A study of 60 obese children (30 with metabolic syndrome) and 23 control patients found that QTc increased significantly in the obese patient group compared to the control group and was even higher in the obese children with metabolic syndrome (
9). Also, a correlation exists between carotid intima-media thickness and cardiac repolarization abnormalities, and the increased carotid intima-media thickness is correlated with increased QTc (
9,
16,
17). A study has reported that acute prolonged repolarization of the ventricles and high QTc values were found in cases with physiological hyperinsulinemia, regardless of insulin sensitivity (
18). In our study, the QTc interval was another indicator of cardiac repolarization, but no significant difference was observed between the obese and healthy control groups and between those with and without insulin resistance within the obese group. An increase in ventricular repolarization dispersion is a significant risk factor for ventricular arrhythmias. Therefore, the Tp-e interval is a non-invasive screening method for arrhythmogenesis. The Tp-e interval and, more precisely, the Tp-e/QT ratio can be considered essential indices for indicating sudden cardiac death risk. In adult studies, obesity with or without DM and metabolic syndrome was associated with an increased risk of cardiovascular disease and cardiovascular and non-cardiovascular death. Studies show that such patients have repolarization abnormalities (
10). To the best of our knowledge, there are no studies evaluating the Tp-e interval for indicating cardiac mortality risk factors in obese patients in childhood. Since it is a rarely studied ECG parameter, its age-based normal values in childhood are not clearly known. In our study, the Tp-e interval was higher in the obese patient group than in the control group, which may be a risk factor for cardiac pathologies and mortality. No statistical difference was detected between those with and without insulin resistance within the obese patient group regarding the Tp-e interval.
Many studies report a correlation between BMI and prolonged QTc interval (
19,
20). However, a study of healthy volunteers aged 22-25 detected no significant correlation between BMI and QTc (
21). Similarly, there are contrasting results for the correlation between BMI and QTc in children (
9,
22), but studies with broad participation do not support the ECG and obesity correlation in childhood to enable straightforward interpretation. In our study, on the other hand, no correlation was found between BMI, HOMA-IR values, and QTc. Likewise, there was no correlation between Tp-e, another ECG parameter reflecting cardiac repolarization, and BMI and HOMA-IR values.
The study has limitations. First, the patient group consisted of those referred to a tertiary healthcare institution, and the sample size was small. Therefore, the data obtained should be verified in a broader-based study. On the other hand, our study is important as a processor for these observations. This is not a long-term prospective study. Therefore, it arouses suspicion about the future meaning of the obtained ECG changes.
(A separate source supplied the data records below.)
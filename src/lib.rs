//! # tf-cluster-separator
//!
//! Glue between audio spectrograms and a pretrained separation model:
//! normalized features go in, per-source waveforms or masked spectrograms
//! come out, either by clustering the model's T-F embeddings or by using the
//! magnitudes it predicts directly.

pub mod audio;
pub mod core;
pub mod error;
pub mod model;
pub mod pipeline;
pub mod types;

pub use crate::{
    audio::{downmix_to_mono, read_audio, write_audio},
    core::{
        cluster::{get_cluster_masks, KMeans, KMeansFit},
        dsp::{istft, make_stft_features, preemphasis, resample, stft, undo_preemphasis},
        features::{featurize_spectrogram, normalize_model_batch, Features},
        masking::apply_masks,
        reconstruct::{reconstruct_waveforms, standardize},
    },
    error::{Result, SeparationError},
    model::SeparationModel,
    pipeline::{
        clustering_separate, l41_clustering_separate, mask_separate, save_sources,
        separate_sources, SeparationInput, SeparationOutput, Separator,
    },
    types::{AudioData, ClusterOptions, MaskMode, SeparationConfig, StftConfig},
};
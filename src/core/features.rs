//! Model input features computed from complex spectrograms.

use std::f32::consts::PI;

use ndarray::{Array, Array2, Array3, ArrayView, ArrayView1, ArrayView2, ArrayView3, Dimension};
use num_complex::Complex32;
use tracing::debug;

/// Normalized model input plus what is needed to undo the normalization.
#[derive(Clone, Debug)]
pub struct Features {
    /// Square-root magnitude scaled to [0, 1], shape (time, frequency).
    pub input: Array2<f32>,
    /// Phase unwrapped along the frequency axis, shape (time, frequency).
    pub phases: Array2<f32>,
    pub max: f32,
    pub min: f32,
}

impl Features {
    /// Maps normalized model output back to linear magnitudes: `(y * (max - min) + min)^2`.
    pub fn denormalize<D: Dimension>(&self, output: ArrayView<'_, f32, D>) -> Array<f32, D> {
        let range = self.max - self.min;
        let min = self.min;
        output.mapv(|y| {
            let v = y * range + min;
            v * v
        })
    }
}

pub fn featurize_spectrogram(spectrogram: ArrayView2<'_, Complex32>) -> Features {
    let mut input = spectrogram.mapv(|c| c.norm().sqrt());
    let (min, max) = min_max_normalize(&mut input);

    let mut phases = spectrogram.mapv(|c| c.arg());
    for mut row in phases.rows_mut() {
        if let Some(slice) = row.as_slice_mut() {
            unwrap_phase(slice);
        } else {
            let mut owned = row.to_vec();
            unwrap_phase(&mut owned);
            row.assign(&ArrayView1::from(owned.as_slice()));
        }
    }

    Features {
        input,
        phases,
        max,
        min,
    }
}

/// Prepares an already batched spectrogram of shape (batch, frequency, time)
/// for a model: sqrt-magnitude, min-max over the whole batch, transposed to
/// (batch, time, frequency).
pub fn normalize_model_batch(spec_batch: ArrayView3<'_, Complex32>) -> Array3<f32> {
    let mut mags = spec_batch.mapv(|c| c.norm().sqrt());
    min_max_normalize(&mut mags);
    let transposed = mags.permuted_axes([0, 2, 1]);
    transposed.as_standard_layout().into_owned()
}

/// Scales `x` into [0, 1] in place and returns the original (min, max).
///
/// Constant or non-finite input is zeroed instead of divided by a zero range.
fn min_max_normalize<D: Dimension>(x: &mut Array<f32, D>) -> (f32, f32) {
    if x.is_empty() {
        return (0.0, 0.0);
    }
    let min = x.iter().copied().fold(f32::INFINITY, f32::min);
    let max = x.iter().copied().fold(f32::NEG_INFINITY, f32::max);
    let range = max - min;

    if !range.is_finite() || range <= f32::EPSILON {
        debug!(min, max, "degenerate magnitude range, features zeroed");
        x.fill(0.0);
        return (min, max);
    }

    x.mapv_inplace(|v| (v - min) / range);
    (min, max)
}

/// In-place phase unwrapping with the same conventions as numpy's `unwrap`.
fn unwrap_phase(phase: &mut [f32]) {
    let mut correction = 0.0f32;
    let mut prev = match phase.first() {
        Some(&p) => p,
        None => return,
    };
    for p in phase.iter_mut().skip(1) {
        let raw = *p;
        let dd = raw - prev;
        let mut dd_mod = (dd + PI).rem_euclid(2.0 * PI) - PI;
        if dd_mod == -PI && dd > 0.0 {
            dd_mod = PI;
        }
        if dd.abs() >= PI {
            correction += dd_mod - dd;
        }
        prev = raw;
        *p = raw + correction;
    }
}
//! K-means over T-F embedding vectors and the masks derived from it.

use std::collections::HashSet;

use ndarray::{Array2, Array3, ArrayView2, ArrayViewD, Axis};
use rand::{rngs::StdRng, Rng, SeedableRng};
use rayon::prelude::*;
use tracing::debug;

use crate::{
    error::{Result, SeparationError},
    types::{ClusterOptions, MaskMode},
};

#[derive(Clone, Debug)]
pub struct KMeansFit {
    /// Cluster index per input row.
    pub labels: Vec<usize>,
    /// Shape (k, dim).
    pub centers: Array2<f32>,
    /// Sum of squared distances of every row to its center.
    pub inertia: f32,
    pub n_iter: usize,
}

/// Seeded k-means++ / Lloyd clustering with restarts.
#[derive(Clone, Debug)]
pub struct KMeans {
    k: usize,
    opts: ClusterOptions,
}

impl KMeans {
    pub fn new(k: usize) -> Self {
        Self::with_options(k, ClusterOptions::default())
    }

    pub fn with_options(k: usize, opts: ClusterOptions) -> Self {
        Self { k, opts }
    }

    /// Clusters the rows of `data` (shape (n, dim)).
    ///
    /// Restarts are independent and seeded from `opts.seed`, so the result is
    /// the same for any worker count.
    pub fn fit(&self, data: ArrayView2<'_, f32>) -> Result<KMeansFit> {
        let (n, dim) = data.dim();
        if n == 0 || dim == 0 {
            return Err(SeparationError::ShapeMismatch(format!(
                "k-means needs a non-empty (n, dim) matrix, got ({n}, {dim})"
            )));
        }
        if self.k == 0 {
            return Err(SeparationError::Clustering(
                "number of clusters must be at least 1".into(),
            ));
        }
        if self.opts.n_init == 0 || self.opts.max_iter == 0 {
            return Err(SeparationError::InvalidConfig(
                "k-means needs at least one restart and one iteration".into(),
            ));
        }

        let points: Vec<f32> = data.iter().copied().collect();
        if points.iter().any(|v| !v.is_finite()) {
            return Err(SeparationError::Clustering(
                "embedding vectors contain non-finite values".into(),
            ));
        }

        let distinct = count_distinct(&points, dim, self.k);
        if distinct < self.k {
            return Err(SeparationError::Clustering(format!(
                "cannot form {} clusters from {} distinct vectors",
                self.k, distinct
            )));
        }

        let tol = self.opts.tol * mean_variance(&points, n, dim);
        let run = |i: usize| {
            let seed = self.opts.seed.wrapping_add(i as u64);
            lloyd(&points, n, dim, self.k, self.opts.max_iter, tol, seed)
        };

        let runs: Vec<Run> = if self.opts.workers > 1 {
            let pool = rayon::ThreadPoolBuilder::new()
                .num_threads(self.opts.workers)
                .build()
                .map_err(anyhow::Error::from)?;
            pool.install(|| (0..self.opts.n_init).into_par_iter().map(run).collect())
        } else {
            (0..self.opts.n_init).map(run).collect()
        };

        // Lowest inertia wins; ties go to the earliest restart
        let best = runs
            .into_iter()
            .enumerate()
            .min_by(|(ia, a), (ib, b)| a.inertia.total_cmp(&b.inertia).then(ia.cmp(ib)))
            .map(|(_, run)| run)
            .ok_or_else(|| SeparationError::Clustering("k-means produced no result".into()))?;

        debug!(
            k = self.k,
            n,
            dim,
            n_iter = best.n_iter,
            inertia = best.inertia,
            "k-means converged"
        );

        Ok(KMeansFit {
            labels: best.labels,
            centers: Array2::from_shape_vec((self.k, dim), best.centers)?,
            inertia: best.inertia,
            n_iter: best.n_iter,
        })
    }
}

/// Derives per-source masks of shape (time, frequency, num_sources) from
/// embedding vectors of shape (batch, time, frequency, embedding).
///
/// Only batch 0 is clustered.
pub fn get_cluster_masks(
    vectors: ArrayViewD<'_, f32>,
    num_sources: usize,
    mode: MaskMode,
    opts: &ClusterOptions,
) -> Result<Array3<f32>> {
    if vectors.ndim() != 4 {
        return Err(SeparationError::ShapeMismatch(format!(
            "embedding vectors must be (batch, time, frequency, embedding), got shape {:?}",
            vectors.shape()
        )));
    }
    let shape = vectors.shape();
    let (batch, t, f, d) = (shape[0], shape[1], shape[2], shape[3]);
    if batch == 0 || t == 0 || f == 0 || d == 0 {
        return Err(SeparationError::ShapeMismatch(format!(
            "embedding vectors have an empty axis: {:?}",
            shape
        )));
    }

    let first = vectors.index_axis(Axis(0), 0);
    let flat = Array2::from_shape_vec((t * f, d), first.iter().copied().collect())?;

    let fit = KMeans::with_options(num_sources, opts.clone()).fit(flat.view())?;

    let masks = match mode {
        MaskMode::Binary => {
            let mut masks = Array3::<f32>::zeros((t, f, num_sources));
            for (i, &label) in fit.labels.iter().enumerate() {
                masks[(i / f, i % f, label)] = 1.0;
            }
            masks
        }
        MaskMode::Soft => {
            let affinity = flat.dot(&fit.centers.t()).mapv(sigmoid);
            affinity.into_shape((t, f, num_sources))?
        }
    };

    Ok(masks)
}

fn sigmoid(x: f32) -> f32 {
    1.0 / (1.0 + (-x).exp())
}

fn row(points: &[f32], dim: usize, i: usize) -> &[f32] {
    &points[i * dim..(i + 1) * dim]
}

fn sq_dist(a: &[f32], b: &[f32]) -> f32 {
    a.iter().zip(b).map(|(x, y)| (x - y) * (x - y)).sum()
}

/// Stops counting once `limit` distinct rows have been seen.
fn count_distinct(points: &[f32], dim: usize, limit: usize) -> usize {
    let mut seen: HashSet<Vec<u32>> = HashSet::new();
    for chunk in points.chunks_exact(dim) {
        // -0.0 and 0.0 are the same point
        seen.insert(chunk.iter().map(|v| (v + 0.0).to_bits()).collect());
        if seen.len() >= limit {
            break;
        }
    }
    seen.len()
}

fn mean_variance(points: &[f32], n: usize, dim: usize) -> f32 {
    let mut total = 0.0f64;
    for j in 0..dim {
        let mean = (0..n).map(|i| points[i * dim + j] as f64).sum::<f64>() / n as f64;
        let var = (0..n)
            .map(|i| {
                let v = points[i * dim + j] as f64 - mean;
                v * v
            })
            .sum::<f64>()
            / n as f64;
        total += var;
    }
    (total / dim as f64) as f32
}

fn nearest(point: &[f32], centers: &[f32], dim: usize) -> (usize, f32) {
    let mut best = (0usize, f32::INFINITY);
    for (c, center) in centers.chunks_exact(dim).enumerate() {
        let dist = sq_dist(point, center);
        if dist < best.1 {
            best = (c, dist);
        }
    }
    best
}

/// k-means++ seeding: first center uniform, then proportional to squared distance.
fn init_plus_plus(points: &[f32], n: usize, dim: usize, k: usize, rng: &mut StdRng) -> Vec<f32> {
    let mut centers: Vec<f32> = Vec::with_capacity(k * dim);
    let first = rng.gen_range(0..n);
    centers.extend_from_slice(row(points, dim, first));

    let mut closest: Vec<f32> = (0..n)
        .map(|i| sq_dist(row(points, dim, i), row(points, dim, first)))
        .collect();

    while centers.len() < k * dim {
        let total: f64 = closest.iter().map(|&d| d as f64).sum();

        let chosen = if total > 0.0 {
            let target = rng.gen::<f64>() * total;
            let mut acc = 0.0f64;
            let mut pick = None;
            for (i, &d) in closest.iter().enumerate() {
                acc += d as f64;
                if acc > target && d > 0.0 {
                    pick = Some(i);
                    break;
                }
            }
            // Rounding can leave the target past the last positive weight
            pick.unwrap_or_else(|| farthest(&closest))
        } else {
            farthest(&closest)
        };

        let start = centers.len();
        centers.extend_from_slice(row(points, dim, chosen));
        for (i, d) in closest.iter_mut().enumerate() {
            let nd = sq_dist(row(points, dim, i), &centers[start..start + dim]);
            if nd < *d {
                *d = nd;
            }
        }
    }

    centers
}

fn farthest(dists: &[f32]) -> usize {
    dists
        .iter()
        .enumerate()
        .fold((0usize, f32::NEG_INFINITY), |best, (i, &d)| {
            if d > best.1 {
                (i, d)
            } else {
                best
            }
        })
        .0
}

/// One seeded restart; centers are flattened row-major (k * dim).
struct Run {
    labels: Vec<usize>,
    centers: Vec<f32>,
    inertia: f32,
    n_iter: usize,
}

fn lloyd(points: &[f32], n: usize, dim: usize, k: usize, max_iter: usize, tol: f32, seed: u64) -> Run {
    let mut rng = StdRng::seed_from_u64(seed);
    let mut centers = init_plus_plus(points, n, dim, k, &mut rng);

    let mut labels = vec![usize::MAX; n];
    let mut dists = vec![0.0f32; n];
    let mut n_iter = 0usize;

    for iter in 0..max_iter {
        n_iter = iter + 1;

        // 1) Assignment step
        let mut changed = false;
        for i in 0..n {
            let (c, d) = nearest(row(points, dim, i), &centers, dim);
            if labels[i] != c {
                labels[i] = c;
                changed = true;
            }
            dists[i] = d;
        }
        if !changed {
            break;
        }

        // 2) Update step
        let mut sums = vec![0.0f64; k * dim];
        let mut counts = vec![0usize; k];
        for (i, &c) in labels.iter().enumerate() {
            counts[c] += 1;
            for (s, &v) in sums[c * dim..(c + 1) * dim].iter_mut().zip(row(points, dim, i)) {
                *s += v as f64;
            }
        }

        let mut shift = 0.0f32;
        for c in 0..k {
            let new_center: Vec<f32> = if counts[c] == 0 {
                // Empty cluster: take the point worst served by its current center
                let i = farthest(&dists);
                dists[i] = 0.0;
                row(points, dim, i).to_vec()
            } else {
                let inv = 1.0 / counts[c] as f64;
                sums[c * dim..(c + 1) * dim]
                    .iter()
                    .map(|s| (s * inv) as f32)
                    .collect()
            };
            let old = &mut centers[c * dim..(c + 1) * dim];
            shift += sq_dist(old, &new_center);
            old.copy_from_slice(&new_center);
        }

        if shift <= tol {
            break;
        }
    }

    // Final assignment against the final centers
    let mut inertia = 0.0f64;
    for i in 0..n {
        let (c, d) = nearest(row(points, dim, i), &centers, dim);
        labels[i] = c;
        inertia += d as f64;
    }

    Run {
        labels,
        centers,
        inertia: inertia as f32,
        n_iter,
    }
}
Besides, although the ECG changes in the study were different between the normal population and the patient population, the long-term meaning and significance of the values of both groups remaining within the normal range cannot be understood by this study.
5.1. Conclusion
In conclusion, this study provides significant findings for detecting early symptoms of future cardiovascular events in childhood obesity cases. The repolarization differences obtained, when compared to the normal population, may reflect obesity-related early subclinical symptoms. However, there is a need for prospective studies with larger samples to capture these early changes and their future meaning.